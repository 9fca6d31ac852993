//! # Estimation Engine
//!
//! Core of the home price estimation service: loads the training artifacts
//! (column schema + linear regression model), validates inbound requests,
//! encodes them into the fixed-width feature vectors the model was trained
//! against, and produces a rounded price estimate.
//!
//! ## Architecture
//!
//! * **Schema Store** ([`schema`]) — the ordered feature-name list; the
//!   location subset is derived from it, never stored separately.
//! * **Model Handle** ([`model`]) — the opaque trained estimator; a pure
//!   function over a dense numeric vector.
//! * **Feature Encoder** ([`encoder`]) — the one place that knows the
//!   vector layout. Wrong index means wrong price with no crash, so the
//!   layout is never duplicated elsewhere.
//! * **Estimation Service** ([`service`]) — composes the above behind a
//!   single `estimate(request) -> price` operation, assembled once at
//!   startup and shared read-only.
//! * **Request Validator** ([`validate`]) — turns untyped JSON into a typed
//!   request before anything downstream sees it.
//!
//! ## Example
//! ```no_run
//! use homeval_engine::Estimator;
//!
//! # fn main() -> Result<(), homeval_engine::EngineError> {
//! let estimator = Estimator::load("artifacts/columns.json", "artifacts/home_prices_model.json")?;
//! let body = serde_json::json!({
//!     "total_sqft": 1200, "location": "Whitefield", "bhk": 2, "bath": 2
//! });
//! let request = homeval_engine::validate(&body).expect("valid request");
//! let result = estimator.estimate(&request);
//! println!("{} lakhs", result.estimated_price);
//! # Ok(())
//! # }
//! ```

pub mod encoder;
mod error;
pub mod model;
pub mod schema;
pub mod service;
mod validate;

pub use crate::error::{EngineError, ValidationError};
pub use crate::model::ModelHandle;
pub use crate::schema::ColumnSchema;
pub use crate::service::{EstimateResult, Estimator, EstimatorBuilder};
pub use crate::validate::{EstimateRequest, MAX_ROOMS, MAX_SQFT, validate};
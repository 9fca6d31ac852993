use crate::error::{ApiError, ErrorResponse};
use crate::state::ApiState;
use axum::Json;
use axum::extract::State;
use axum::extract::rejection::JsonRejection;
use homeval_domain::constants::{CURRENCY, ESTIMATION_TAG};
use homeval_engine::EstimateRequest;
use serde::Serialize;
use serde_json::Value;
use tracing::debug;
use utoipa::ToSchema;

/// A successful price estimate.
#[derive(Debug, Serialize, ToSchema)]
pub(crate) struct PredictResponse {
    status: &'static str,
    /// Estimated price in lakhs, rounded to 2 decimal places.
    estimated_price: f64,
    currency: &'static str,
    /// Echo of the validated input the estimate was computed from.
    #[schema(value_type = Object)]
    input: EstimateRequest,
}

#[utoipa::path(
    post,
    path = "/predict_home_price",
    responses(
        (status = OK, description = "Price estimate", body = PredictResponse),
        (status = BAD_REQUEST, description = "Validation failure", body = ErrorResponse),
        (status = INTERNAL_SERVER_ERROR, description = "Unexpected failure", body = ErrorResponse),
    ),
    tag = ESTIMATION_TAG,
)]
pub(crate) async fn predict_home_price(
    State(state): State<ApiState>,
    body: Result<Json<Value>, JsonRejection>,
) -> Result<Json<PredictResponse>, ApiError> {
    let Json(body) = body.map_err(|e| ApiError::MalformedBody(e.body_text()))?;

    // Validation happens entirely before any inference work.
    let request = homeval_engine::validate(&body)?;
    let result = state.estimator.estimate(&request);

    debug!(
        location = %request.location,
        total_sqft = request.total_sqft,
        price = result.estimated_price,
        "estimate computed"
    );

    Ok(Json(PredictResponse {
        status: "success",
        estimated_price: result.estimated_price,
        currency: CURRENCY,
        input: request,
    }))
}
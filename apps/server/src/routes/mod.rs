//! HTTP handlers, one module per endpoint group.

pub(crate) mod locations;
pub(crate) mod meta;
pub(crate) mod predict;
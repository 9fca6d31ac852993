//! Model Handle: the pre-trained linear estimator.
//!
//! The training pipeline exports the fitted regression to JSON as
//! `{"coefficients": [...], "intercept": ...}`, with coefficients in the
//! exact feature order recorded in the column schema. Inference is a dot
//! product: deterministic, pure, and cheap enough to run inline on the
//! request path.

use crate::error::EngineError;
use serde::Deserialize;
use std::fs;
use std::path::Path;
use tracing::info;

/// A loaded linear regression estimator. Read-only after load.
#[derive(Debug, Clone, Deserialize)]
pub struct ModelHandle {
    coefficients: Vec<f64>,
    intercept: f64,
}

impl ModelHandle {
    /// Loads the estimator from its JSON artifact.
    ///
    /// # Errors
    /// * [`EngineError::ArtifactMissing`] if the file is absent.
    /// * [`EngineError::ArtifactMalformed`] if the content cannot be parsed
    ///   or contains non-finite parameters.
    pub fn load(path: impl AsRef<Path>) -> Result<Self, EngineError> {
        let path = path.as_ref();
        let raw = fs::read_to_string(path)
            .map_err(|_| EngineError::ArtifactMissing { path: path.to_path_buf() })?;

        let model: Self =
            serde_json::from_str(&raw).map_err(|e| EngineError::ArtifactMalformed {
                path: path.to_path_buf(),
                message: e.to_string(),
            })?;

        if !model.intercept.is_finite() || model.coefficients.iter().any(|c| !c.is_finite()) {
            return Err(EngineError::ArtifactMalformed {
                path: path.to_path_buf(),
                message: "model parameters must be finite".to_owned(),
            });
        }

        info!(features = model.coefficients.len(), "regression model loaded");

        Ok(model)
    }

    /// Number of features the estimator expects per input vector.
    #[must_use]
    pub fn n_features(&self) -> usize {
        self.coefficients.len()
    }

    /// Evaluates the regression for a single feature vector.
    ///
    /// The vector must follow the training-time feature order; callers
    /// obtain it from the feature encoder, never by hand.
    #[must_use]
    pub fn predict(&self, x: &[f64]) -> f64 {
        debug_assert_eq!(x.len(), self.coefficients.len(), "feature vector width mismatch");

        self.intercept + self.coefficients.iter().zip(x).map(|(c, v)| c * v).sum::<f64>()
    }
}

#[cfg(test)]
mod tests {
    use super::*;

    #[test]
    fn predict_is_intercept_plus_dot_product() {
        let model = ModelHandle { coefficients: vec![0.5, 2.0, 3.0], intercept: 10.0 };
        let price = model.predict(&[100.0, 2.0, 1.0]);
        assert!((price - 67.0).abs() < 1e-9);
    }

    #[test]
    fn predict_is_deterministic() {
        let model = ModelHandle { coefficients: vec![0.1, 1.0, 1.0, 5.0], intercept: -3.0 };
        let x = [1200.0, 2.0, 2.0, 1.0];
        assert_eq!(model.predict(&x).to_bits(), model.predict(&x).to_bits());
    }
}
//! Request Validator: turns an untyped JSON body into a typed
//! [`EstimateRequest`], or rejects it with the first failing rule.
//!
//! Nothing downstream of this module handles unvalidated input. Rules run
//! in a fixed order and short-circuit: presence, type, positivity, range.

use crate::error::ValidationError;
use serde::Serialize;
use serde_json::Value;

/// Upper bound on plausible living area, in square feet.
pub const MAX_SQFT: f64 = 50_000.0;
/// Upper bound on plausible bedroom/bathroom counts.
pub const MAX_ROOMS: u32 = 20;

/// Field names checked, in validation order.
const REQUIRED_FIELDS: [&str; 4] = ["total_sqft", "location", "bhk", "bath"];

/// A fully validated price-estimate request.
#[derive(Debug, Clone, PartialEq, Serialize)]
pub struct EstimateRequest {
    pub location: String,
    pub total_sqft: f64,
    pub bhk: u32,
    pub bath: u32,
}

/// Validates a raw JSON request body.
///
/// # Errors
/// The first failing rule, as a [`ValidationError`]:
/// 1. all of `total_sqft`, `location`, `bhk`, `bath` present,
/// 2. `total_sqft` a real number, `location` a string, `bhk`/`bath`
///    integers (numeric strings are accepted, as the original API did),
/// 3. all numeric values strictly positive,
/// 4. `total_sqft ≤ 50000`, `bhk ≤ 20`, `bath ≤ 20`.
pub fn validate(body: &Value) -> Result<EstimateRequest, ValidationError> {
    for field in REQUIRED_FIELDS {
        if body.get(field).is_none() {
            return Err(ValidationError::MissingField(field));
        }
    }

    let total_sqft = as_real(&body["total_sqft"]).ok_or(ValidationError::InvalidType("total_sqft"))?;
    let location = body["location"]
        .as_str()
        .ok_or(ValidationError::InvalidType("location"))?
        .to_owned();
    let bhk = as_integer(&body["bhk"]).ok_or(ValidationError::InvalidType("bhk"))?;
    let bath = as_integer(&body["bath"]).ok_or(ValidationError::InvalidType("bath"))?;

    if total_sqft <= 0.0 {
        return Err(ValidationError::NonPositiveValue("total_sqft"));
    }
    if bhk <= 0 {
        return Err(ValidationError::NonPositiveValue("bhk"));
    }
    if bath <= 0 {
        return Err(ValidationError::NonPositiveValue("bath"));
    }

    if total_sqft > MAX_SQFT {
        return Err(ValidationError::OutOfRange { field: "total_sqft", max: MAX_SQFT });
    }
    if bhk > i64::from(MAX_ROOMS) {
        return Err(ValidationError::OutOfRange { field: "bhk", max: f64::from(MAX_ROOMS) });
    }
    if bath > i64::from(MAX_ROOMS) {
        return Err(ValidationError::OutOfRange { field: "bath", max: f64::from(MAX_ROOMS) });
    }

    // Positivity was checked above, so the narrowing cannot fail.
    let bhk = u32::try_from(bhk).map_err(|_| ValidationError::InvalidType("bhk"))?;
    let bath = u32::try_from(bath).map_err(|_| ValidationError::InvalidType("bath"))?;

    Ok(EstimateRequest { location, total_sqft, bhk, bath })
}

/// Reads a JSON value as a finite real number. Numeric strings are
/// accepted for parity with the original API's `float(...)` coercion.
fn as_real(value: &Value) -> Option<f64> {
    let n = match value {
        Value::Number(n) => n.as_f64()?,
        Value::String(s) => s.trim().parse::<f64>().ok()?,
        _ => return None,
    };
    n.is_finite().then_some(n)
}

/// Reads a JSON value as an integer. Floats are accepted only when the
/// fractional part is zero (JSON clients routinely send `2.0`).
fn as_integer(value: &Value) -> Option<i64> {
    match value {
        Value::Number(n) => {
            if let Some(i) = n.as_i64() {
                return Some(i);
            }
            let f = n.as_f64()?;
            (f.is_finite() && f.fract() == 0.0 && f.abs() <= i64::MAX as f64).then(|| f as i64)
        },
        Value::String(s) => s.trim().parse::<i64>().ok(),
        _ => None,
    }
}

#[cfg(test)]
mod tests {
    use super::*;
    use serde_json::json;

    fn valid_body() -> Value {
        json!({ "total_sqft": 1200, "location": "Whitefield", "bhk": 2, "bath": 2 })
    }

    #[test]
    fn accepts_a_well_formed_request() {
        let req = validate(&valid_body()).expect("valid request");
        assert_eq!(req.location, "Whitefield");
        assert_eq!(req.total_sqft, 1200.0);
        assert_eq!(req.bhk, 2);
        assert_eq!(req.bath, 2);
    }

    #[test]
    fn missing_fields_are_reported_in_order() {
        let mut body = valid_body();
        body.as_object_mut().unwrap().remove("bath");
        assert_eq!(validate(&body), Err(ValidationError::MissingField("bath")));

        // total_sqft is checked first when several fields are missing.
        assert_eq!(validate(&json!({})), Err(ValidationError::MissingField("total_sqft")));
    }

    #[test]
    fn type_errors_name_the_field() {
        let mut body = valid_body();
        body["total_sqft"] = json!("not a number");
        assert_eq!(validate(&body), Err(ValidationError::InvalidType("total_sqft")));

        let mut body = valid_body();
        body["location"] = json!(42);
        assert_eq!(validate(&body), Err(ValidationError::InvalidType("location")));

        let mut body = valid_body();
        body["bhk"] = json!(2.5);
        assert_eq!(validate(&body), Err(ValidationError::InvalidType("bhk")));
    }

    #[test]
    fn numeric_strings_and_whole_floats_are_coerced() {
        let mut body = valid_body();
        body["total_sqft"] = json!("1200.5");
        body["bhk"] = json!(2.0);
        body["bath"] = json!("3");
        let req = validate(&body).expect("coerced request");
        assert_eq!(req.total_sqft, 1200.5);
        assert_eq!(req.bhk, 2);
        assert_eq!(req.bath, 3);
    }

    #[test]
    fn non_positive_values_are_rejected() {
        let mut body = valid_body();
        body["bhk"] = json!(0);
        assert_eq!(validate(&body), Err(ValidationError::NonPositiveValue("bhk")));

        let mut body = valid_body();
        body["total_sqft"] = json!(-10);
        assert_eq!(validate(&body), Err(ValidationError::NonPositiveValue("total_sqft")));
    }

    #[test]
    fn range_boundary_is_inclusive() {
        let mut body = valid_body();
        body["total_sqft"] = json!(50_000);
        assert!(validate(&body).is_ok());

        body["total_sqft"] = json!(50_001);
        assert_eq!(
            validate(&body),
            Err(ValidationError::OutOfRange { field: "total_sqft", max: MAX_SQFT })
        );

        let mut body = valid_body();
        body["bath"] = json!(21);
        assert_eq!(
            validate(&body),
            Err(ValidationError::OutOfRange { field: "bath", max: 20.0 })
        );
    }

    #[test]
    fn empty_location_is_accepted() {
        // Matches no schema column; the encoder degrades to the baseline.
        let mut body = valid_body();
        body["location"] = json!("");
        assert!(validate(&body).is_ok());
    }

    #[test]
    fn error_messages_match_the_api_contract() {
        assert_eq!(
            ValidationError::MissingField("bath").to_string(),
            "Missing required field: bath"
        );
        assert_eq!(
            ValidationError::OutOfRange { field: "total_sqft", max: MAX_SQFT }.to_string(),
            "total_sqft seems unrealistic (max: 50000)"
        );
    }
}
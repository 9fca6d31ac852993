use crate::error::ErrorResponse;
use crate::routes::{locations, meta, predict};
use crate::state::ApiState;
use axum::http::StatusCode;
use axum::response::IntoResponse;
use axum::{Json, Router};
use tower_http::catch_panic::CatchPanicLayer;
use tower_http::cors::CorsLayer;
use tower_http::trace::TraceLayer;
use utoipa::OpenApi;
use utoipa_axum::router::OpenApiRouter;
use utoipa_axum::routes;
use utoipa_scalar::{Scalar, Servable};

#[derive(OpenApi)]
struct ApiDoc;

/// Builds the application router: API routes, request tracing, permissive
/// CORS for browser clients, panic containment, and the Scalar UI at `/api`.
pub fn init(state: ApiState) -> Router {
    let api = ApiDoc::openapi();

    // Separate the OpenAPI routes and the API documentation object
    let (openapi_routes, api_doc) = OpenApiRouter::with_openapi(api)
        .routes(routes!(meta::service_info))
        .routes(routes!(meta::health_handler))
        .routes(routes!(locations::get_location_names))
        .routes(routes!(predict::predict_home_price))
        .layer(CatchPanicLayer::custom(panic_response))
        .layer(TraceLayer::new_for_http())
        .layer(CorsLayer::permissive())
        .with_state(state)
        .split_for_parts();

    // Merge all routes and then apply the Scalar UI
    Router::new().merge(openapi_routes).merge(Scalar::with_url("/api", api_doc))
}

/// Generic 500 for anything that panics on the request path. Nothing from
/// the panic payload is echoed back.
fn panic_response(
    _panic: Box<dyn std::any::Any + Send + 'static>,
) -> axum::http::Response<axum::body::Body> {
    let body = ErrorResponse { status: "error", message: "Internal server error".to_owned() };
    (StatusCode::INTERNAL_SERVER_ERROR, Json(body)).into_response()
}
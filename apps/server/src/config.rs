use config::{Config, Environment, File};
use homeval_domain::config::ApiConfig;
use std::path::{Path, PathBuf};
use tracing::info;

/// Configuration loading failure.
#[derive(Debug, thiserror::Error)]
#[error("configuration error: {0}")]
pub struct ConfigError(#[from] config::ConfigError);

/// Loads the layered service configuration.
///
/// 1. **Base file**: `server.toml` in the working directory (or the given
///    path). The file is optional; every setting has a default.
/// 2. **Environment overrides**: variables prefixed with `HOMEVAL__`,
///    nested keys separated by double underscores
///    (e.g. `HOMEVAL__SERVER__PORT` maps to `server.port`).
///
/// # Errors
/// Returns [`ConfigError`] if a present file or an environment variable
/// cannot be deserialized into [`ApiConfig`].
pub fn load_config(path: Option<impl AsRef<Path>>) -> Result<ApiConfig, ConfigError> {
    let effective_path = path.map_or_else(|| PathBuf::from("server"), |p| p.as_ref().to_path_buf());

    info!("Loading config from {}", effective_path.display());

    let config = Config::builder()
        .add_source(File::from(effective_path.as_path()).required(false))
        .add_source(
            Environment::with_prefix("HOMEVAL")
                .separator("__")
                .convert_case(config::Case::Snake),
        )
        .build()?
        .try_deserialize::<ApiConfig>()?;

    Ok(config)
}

Work item
Search the entries for the word "apps". Copy each line where it appears.

Result of this task
filename apps/server/src/routes/mod.rs
filename apps/server/src/config.rs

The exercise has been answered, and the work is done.